Taking a Look at Crude Oil’s Seasonal Spike
Rowan Crosby • 2 min read
Crude Oil has been volatile this week, with moves of as much as 4%. We had a surprise build in inventory levels, however, price still managed to rally.
There are some fundamental reasons behind the short-term moves. There have been more middle east tensions, with an apparent attack on an oil facility in Saudi Arabia.
There is also some growing doubt by analysts that the oil-producing nations are going to be able to cope with demand. Much is being made of the US and their ability to make up surplus demand. But many experts believe that might not be the case.
Given a few issues surrounding oil supply, it isn’t surprising the oil has been on a long-term bull run.
The Seasonal Picture
Almost all commodities have some degree of seasonality. What that means is that at certain times of years we get a regular move, either higher or lower, because of fundamental factors.
In oil, there is a large demand for gasoline during the US summer. That’s when millions of motorists jump in their cars and take their trips for the summer. So during that period of time demand is at its highest.
However, the buying up of crude oil starts well before the US summer.

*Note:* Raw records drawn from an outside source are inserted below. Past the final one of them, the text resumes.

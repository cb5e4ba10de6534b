/*
    MartyPC
    https://github.com/dbalsom/martypc

    Copyright 2022-2025 Daniel Balsom

    Permission is hereby granted, free of charge, to any person obtaining a
    copy of this software and associated documentation files (the “Software”),
    to deal in the Software without restriction, including without limitation
    the rights to use, copy, modify, merge, publish, distribute, sublicense,
    and/or sell copies of the Software, and to permit persons to whom the
    Software is furnished to do so, subject to the following conditions:

    The above copyright notice and this permission notice shall be included in
    all copies or substantial portions of the Software.

    THE SOFTWARE IS PROVIDED “AS IS”, WITHOUT WARRANTY OF ANY KIND, EXPRESS OR
    IMPLIED, INCLUDING BUT NOT LIMITED TO THE WARRANTIES OF MERCHANTABILITY,
    FITNESS FOR A PARTICULAR PURPOSE AND NONINFRINGEMENT. IN NO EVENT SHALL THE
    AUTHORS OR COPYRIGHT HOLDERS BE LIABLE FOR ANY CLAIM, DAMAGES OR OTHER
    LIABILITY, WHETHER IN AN ACTION OF CONTRACT, TORT OR OTHERWISE, ARISING
    FROM, OUT OF OR IN CONNECTION WITH THE SOFTWARE OR THE USE OR OTHER
    DEALINGS IN THE SOFTWARE.

    ---------------------------------------------------------------------------

    table.rs

    Loads the cached SM83 opcode table (JSON) into normalized per-opcode records and
    attaches each record to the authored family that claims it.

*/

use std::{
    fmt::{self, Display},
    str::FromStr,
};

use indexmap::IndexMap;
use serde_derive::Deserialize;

use crate::{
    error::OpgenError,
    flags::{Flag, FlagEffect, FlagEffectMap},
    semantics::FamilySemantics,
};

/// The prefix byte selecting the SM83's second opcode page.
pub const CB_PREFIX: u8 = 0xCB;

const fn _default_true() -> bool {
    true
}

/// Identifies an opcode by its optional prefix byte and its opcode byte.
/// Ordering is table order: the unprefixed page first, then by byte.
#[derive(Copy, Clone, Debug, PartialEq, Eq, PartialOrd, Ord, Hash)]
pub struct OpcodeKey {
    pub prefix: Option<u8>,
    pub opcode: u8,
}

impl OpcodeKey {
    pub const fn new(opcode: u8) -> Self {
        Self { prefix: None, opcode }
    }

    pub const fn prefixed(opcode: u8) -> Self {
        Self {
            prefix: Some(CB_PREFIX),
            opcode,
        }
    }

    /// The bytes that select this opcode, prefix first.
    pub fn bytes(&self) -> Vec<u8> {
        match self.prefix {
            Some(prefix) => vec![prefix, self.opcode],
            None => vec![self.opcode],
        }
    }

    pub fn prefix_len(&self) -> u8 {
        self.prefix.map_or(0, |_| 1)
    }

    /// A lowercase identifier fragment, e.g. `06` or `cb40`.
    pub fn slug(&self) -> String {
        self.bytes().iter().map(|b| format!("{:02x}", b)).collect()
    }
}

impl Display for OpcodeKey {
    fn fmt(&self, f: &mut fmt::Formatter) -> fmt::Result {
        match self.prefix {
            Some(prefix) => write!(f, "0x{:02X} 0x{:02X}", prefix, self.opcode),
            None => write!(f, "0x{:02X}", self.opcode),
        }
    }
}

impl FromStr for OpcodeKey {
    type Err = OpgenError;

    /// Accepts `06`, `0x06`, `CB40`, `CB:40`, `CB 40` and `0xCB 0x40`.
    fn from_str(s: &str) -> Result<Self, Self::Err> {
        let digits: String = s
            .trim()
            .to_uppercase()
            .replace("0X", "")
            .chars()
            .filter(|c| !matches!(c, ':' | ' ' | '_'))
            .collect();

        let bad_key = || OpgenError::InvalidOpcodeKey(s.to_string());

        if digits.is_empty() || !digits.chars().all(|c| c.is_ascii_hexdigit()) {
            return Err(bad_key());
        }

        match digits.len() {
            1 | 2 => u8::from_str_radix(&digits, 16)
                .map(OpcodeKey::new)
                .map_err(|_| bad_key()),
            4 if digits.starts_with("CB") => u8::from_str_radix(&digits[2..], 16)
                .map(OpcodeKey::prefixed)
                .map_err(|_| bad_key()),
            _ => Err(bad_key()),
        }
    }
}

#[derive(Debug, Deserialize)]
struct RawTable {
    #[serde(default)]
    unprefixed: IndexMap<String, RawEntry>,
    #[serde(default, alias = "cbprefixed")]
    prefixed: IndexMap<String, RawEntry>,
}

#[derive(Debug, Deserialize)]
struct RawEntry {
    mnemonic: String,
    bytes: u8,
    cycles: Vec<u8>,
    #[serde(default)]
    operands: Vec<RawOperand>,
    flags: RawFlags,
}

#[derive(Debug, Deserialize)]
struct RawFlags {
    #[serde(rename = "Z")]
    z: String,
    #[serde(rename = "N")]
    n: String,
    #[serde(rename = "H")]
    h: String,
    #[serde(rename = "C")]
    c: String,
}

/// An operand exactly as the table describes it.
#[derive(Clone, Debug, PartialEq, Eq, Deserialize)]
pub struct RawOperand {
    pub name: String,
    #[serde(default = "_default_true")]
    pub immediate: bool,
    #[serde(default)]
    pub increment: bool,
    #[serde(default)]
    pub decrement: bool,
}

impl RawOperand {
    pub fn new(name: &str, immediate: bool) -> Self {
        Self {
            name: name.to_string(),
            immediate,
            increment: false,
            decrement: false,
        }
    }
}

/// Cycle counts. Conditional instructions carry a second count for the path not taken.
#[derive(Copy, Clone, Debug, PartialEq, Eq)]
pub struct Cycles {
    pub base: u8,
    pub alternate: Option<u8>,
}

#[derive(Clone, Debug)]
pub struct OpcodeRecord {
    pub key: OpcodeKey,
    pub mnemonic: String,
    pub operands: Vec<RawOperand>,
    pub flags: FlagEffectMap,
    pub length: u8,
    pub cycles: Cycles,
    family: Option<usize>,
}

impl OpcodeRecord {
    /// Index into the catalog of the family claiming this opcode, if any.
    pub fn family(&self) -> Option<usize> {
        self.family
    }

    /// The table's own assembly form, e.g. `LD B, n8` or `LD A, [HL]`.
    pub fn assembly(&self) -> String {
        let operands: Vec<String> = self
            .operands
            .iter()
            .map(|op| {
                let mut name = op.name.clone();
                if op.increment {
                    name.push('+');
                }
                else if op.decrement {
                    name.push('-');
                }
                if op.immediate {
                    name
                }
                else {
                    format!("[{}]", name)
                }
            })
            .collect();

        if operands.is_empty() {
            self.mnemonic.clone()
        }
        else {
            format!("{} {}", self.mnemonic, operands.join(", "))
        }
    }

    fn from_raw(key: OpcodeKey, raw: RawEntry) -> Result<Self, OpgenError> {
        let parse_flag = |flag: Flag, state: &str| {
            FlagEffect::parse(flag, state).ok_or_else(|| OpgenError::InvalidFlagState {
                key,
                flag,
                state: state.to_string(),
            })
        };

        let flags = FlagEffectMap::new(
            parse_flag(Flag::Z, &raw.flags.z)?,
            parse_flag(Flag::N, &raw.flags.n)?,
            parse_flag(Flag::H, &raw.flags.h)?,
            parse_flag(Flag::C, &raw.flags.c)?,
        );

        let cycles = match raw.cycles.as_slice() {
            [base] => Cycles {
                base: *base,
                alternate: None,
            },
            [base, alternate] => Cycles {
                base: *base,
                alternate: Some(*alternate),
            },
            other => {
                return Err(OpgenError::InvalidCycles {
                    key,
                    count: other.len(),
                })
            }
        };

        if raw.bytes <= key.prefix_len() {
            return Err(OpgenError::InvalidLength { key, length: raw.bytes });
        }

        Ok(OpcodeRecord {
            key,
            mnemonic: raw.mnemonic,
            operands: raw.operands,
            flags,
            length: raw.bytes,
            cycles,
            family: None,
        })
    }
}

/// The loaded opcode table, in table order.
#[derive(Debug, Default)]
pub struct OpcodeTable {
    records: IndexMap<OpcodeKey, OpcodeRecord>,
}

impl OpcodeTable {
    /// Parse the opcode table without attaching any families.
    pub fn from_json(json: &str) -> Result<Self, OpgenError> {
        let raw: RawTable = serde_json::from_str(json)?;
        let mut records = IndexMap::new();

        let partitions = [(None, raw.unprefixed), (Some(CB_PREFIX), raw.prefixed)];
        for (prefix, partition) in partitions {
            for (key_str, entry) in partition {
                let mut key: OpcodeKey = key_str.parse()?;
                if key.prefix.is_none() {
                    key.prefix = prefix;
                }
                if key.prefix != prefix {
                    return Err(OpgenError::InvalidOpcodeKey(key_str));
                }

                let record = OpcodeRecord::from_raw(key, entry)?;
                if records.insert(key, record).is_some() {
                    return Err(OpgenError::InvalidOpcodeKey(key_str));
                }
            }
        }

        records.sort_keys();
        log::debug!("Loaded {} opcodes from table", records.len());
        Ok(OpcodeTable { records })
    }

    /// Parse the opcode table and attach every claimed opcode to its family.
    pub fn load(json: &str, catalog: &[FamilySemantics]) -> Result<Self, OpgenError> {
        let mut table = OpcodeTable::from_json(json)?;
        table.assign_families(catalog)?;
        Ok(table)
    }

    fn assign_families(&mut self, catalog: &[FamilySemantics]) -> Result<(), OpgenError> {
        for (index, family) in catalog.iter().enumerate() {
            for key in family.keys() {
                let record = self.records.get_mut(&key).ok_or_else(|| OpgenError::MissingOpcode {
                    family: family.name.to_string(),
                    key,
                })?;

                if let Some(existing) = record.family {
                    return Err(OpgenError::DuplicateOpcode {
                        key,
                        first: catalog[existing].name.to_string(),
                        second: family.name.to_string(),
                    });
                }
                record.family = Some(index);
            }
        }
        Ok(())
    }

    pub fn get(&self, key: &OpcodeKey) -> Option<&OpcodeRecord> {
        self.records.get(key)
    }

    pub fn iter(&self) -> impl Iterator<Item = &OpcodeRecord> {
        self.records.values()
    }

    /// Records claimed by the family at `index`, in table order.
    pub fn members(&self, index: usize) -> impl Iterator<Item = &OpcodeRecord> {
        self.records.values().filter(move |r| r.family == Some(index))
    }

    pub fn unclaimed(&self) -> impl Iterator<Item = &OpcodeRecord> {
        self.records.values().filter(|r| r.family.is_none())
    }

    pub fn len(&self) -> usize {
        self.records.len()
    }

    pub fn is_empty(&self) -> bool {
        self.records.is_empty()
    }
}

In fact, it starts in the lead up to summer, which we can see on the seasonal chart below. Refineries buy crude to produce gasoline and there is a lag between the initial purchase and when it ultimately hits the fuel bowsers.
So with that in mind, we are actually in a period of high demand for oil. That topped with some already present supply issues, might be another case for bullish crude oil.
If you think that might be the case, then the current pullback might be an opportunity to get long and ride the seasonal edge that is present.